To replicate: add a product with price more than 999999.99

Current result: get the following error message: "Prices should only have at most two decimal places, non-negative and at most 999999.99".

Intended result: Should instead accept the price as valid and add the product to the iBook, as some shopkeepers that sell expensive goods (e.g. kitchen renovation packages, etc.) which may cost higher than 999999.99, which is an arbitrary limit for price anyway. This makes them unable to use the product in such an event.


[original: nus-cs2103-AY2122S2/pe-interim#2572] [original labels: severity.Medium type.FeatureFlaw]

DavidTan0527 commented 2 years ago

Team's Response

We believe that 999999 is a very high price for a product and thus is sufficient for all use cases. As we are targeting small-scale grocery storekeepers, we believe it is highly unlikely for them to sell anything that costs above 999999.

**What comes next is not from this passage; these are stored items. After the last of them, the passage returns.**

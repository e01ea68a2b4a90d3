//! Centralized warning and status messages.

use std::path::Path;

use super::quiet;
use crate::terminal::{RED, RESET, YELLOW};

/// Print a warning to stderr (yellow) - suppressed in quiet mode
pub fn warn(msg: &str) {
    if !quiet::enabled() {
        eprintln!("{YELLOW}{msg}{RESET}");
    }
}

/// Print an error to stderr (red) - never suppressed
pub fn error(msg: &str) {
    eprintln!("{RED}{msg}{RESET}");
}

pub fn clipboard_copied() {
    if !quiet::enabled() {
        println!("*** -COPIED TO CLIPBOARD- ***");
    }
}

/// Clipboard problems only warn; the password has already been shown.
pub fn clipboard_error(err: &str) {
    warn(&format!("Clipboard unavailable: {err}"));
}

pub fn settings_saved(path: &Path) {
    if !quiet::enabled() {
        println!("Defaults saved \u{2192} {}", path.display());
    }
}
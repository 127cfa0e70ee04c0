//! # Clock Module
//!
//! Wall-clock source injected into components that stamp or age data
//! (tile index entries), so tests can move time explicitly.

use chrono::{DateTime, Duration as ChronoDuration, Utc};
use std::sync::Mutex;

/// Source of the current UTC time.
pub trait Clock: Send + Sync {
    /// Returns the current time.
    fn now(&self) -> DateTime<Utc>;
}

/// Clock backed by the system time.
#[derive(Debug, Default, Clone, Copy)]
pub struct SystemClock;

impl Clock for SystemClock {
    fn now(&self) -> DateTime<Utc> {
        Utc::now()
    }
}

/// Manually driven clock for tests and replay.
#[derive(Debug)]
pub struct ManualClock {
    now: Mutex<DateTime<Utc>>,
}

impl ManualClock {
    /// Creates a clock frozen at `start`.
    pub fn new(start: DateTime<Utc>) -> Self {
        Self {
            now: Mutex::new(start),
        }
    }

    /// Moves the clock forward by `delta`.
    pub fn advance(&self, delta: ChronoDuration) {
        let mut now = self.now.lock().unwrap_or_else(|e| e.into_inner());
        *now += delta;
    }

    /// Jumps the clock to `at`.
    pub fn set(&self, at: DateTime<Utc>) {
        *self.now.lock().unwrap_or_else(|e| e.into_inner()) = at;
    }
}

impl Clock for ManualClock {
    fn now(&self) -> DateTime<Utc> {
        *self.now.lock().unwrap_or_else(|e| e.into_inner())
    }
}
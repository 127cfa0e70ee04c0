//! # Positioning Module
//!
//! Turns raw GPS fixes into a smoothed position feed and adapts how often
//! the receiver is polled.
//!
//! This module handles:
//! - Scalar Kalman smoothing per axis ([`KalmanFilter`])
//! - Poll interval policy ([`next_interval`])
//! - The polling controller and its dashboard feed ([`AdaptivePositioning`])
//! - Reading fixes from gpsd ([`GpsdClient`])

pub mod controller;
pub mod filter;
pub mod gpsd;

pub use controller::{next_interval, AdaptivePositioning, FilteredPosition, PositioningSettings};
pub use filter::{FilterState, KalmanFilter};
pub use gpsd::{FixQuality, GpsdClient, PositionSample, PositionSource};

For your information, an average HDB in Singapore is around $500k, which is still way below our limit. We question the existence of a single product in a small-scale grocery store having a price of over $1mil for our target users.

Further extending from your example, a kitchen renovation package costing more than the house itself remains questionable to our team. Besides, do small-scale grocery stores sell kitchen renovation packages anyway...

Therefore, with much careful consideration, we will be rejecting this issue.